• Work item
All lines in the records below that hold "IntoView" are to be shown.

• Material to process

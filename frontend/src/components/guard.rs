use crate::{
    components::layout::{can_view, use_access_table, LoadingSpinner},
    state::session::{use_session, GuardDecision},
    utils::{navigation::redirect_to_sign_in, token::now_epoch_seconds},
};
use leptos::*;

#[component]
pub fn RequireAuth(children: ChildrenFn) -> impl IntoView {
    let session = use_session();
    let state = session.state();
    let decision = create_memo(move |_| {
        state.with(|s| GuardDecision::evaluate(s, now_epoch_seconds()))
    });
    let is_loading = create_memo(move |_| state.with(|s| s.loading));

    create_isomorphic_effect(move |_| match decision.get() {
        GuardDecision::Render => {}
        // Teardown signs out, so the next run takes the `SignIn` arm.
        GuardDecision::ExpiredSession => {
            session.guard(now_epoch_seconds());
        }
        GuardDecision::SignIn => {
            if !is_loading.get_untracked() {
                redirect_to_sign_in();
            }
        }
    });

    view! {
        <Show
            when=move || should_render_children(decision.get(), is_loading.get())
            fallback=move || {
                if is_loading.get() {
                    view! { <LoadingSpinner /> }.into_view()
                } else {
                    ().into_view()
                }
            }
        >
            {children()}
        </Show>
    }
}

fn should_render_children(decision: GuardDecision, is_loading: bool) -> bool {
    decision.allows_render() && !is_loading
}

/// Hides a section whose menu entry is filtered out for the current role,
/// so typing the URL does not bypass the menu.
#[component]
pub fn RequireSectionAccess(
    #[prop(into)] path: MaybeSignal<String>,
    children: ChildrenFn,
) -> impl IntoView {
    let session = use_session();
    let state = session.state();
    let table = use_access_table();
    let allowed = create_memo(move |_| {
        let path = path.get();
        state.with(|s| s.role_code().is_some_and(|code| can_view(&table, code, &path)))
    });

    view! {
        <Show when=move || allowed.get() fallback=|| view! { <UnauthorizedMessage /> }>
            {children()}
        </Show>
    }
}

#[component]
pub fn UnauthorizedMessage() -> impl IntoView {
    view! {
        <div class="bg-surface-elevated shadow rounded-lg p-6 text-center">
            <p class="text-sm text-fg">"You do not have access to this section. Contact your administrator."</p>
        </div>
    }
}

• Exercise result
pub fn RequireAuth(children: ChildrenFn) -> impl IntoView {
) -> impl IntoView {
pub fn UnauthorizedMessage() -> impl IntoView {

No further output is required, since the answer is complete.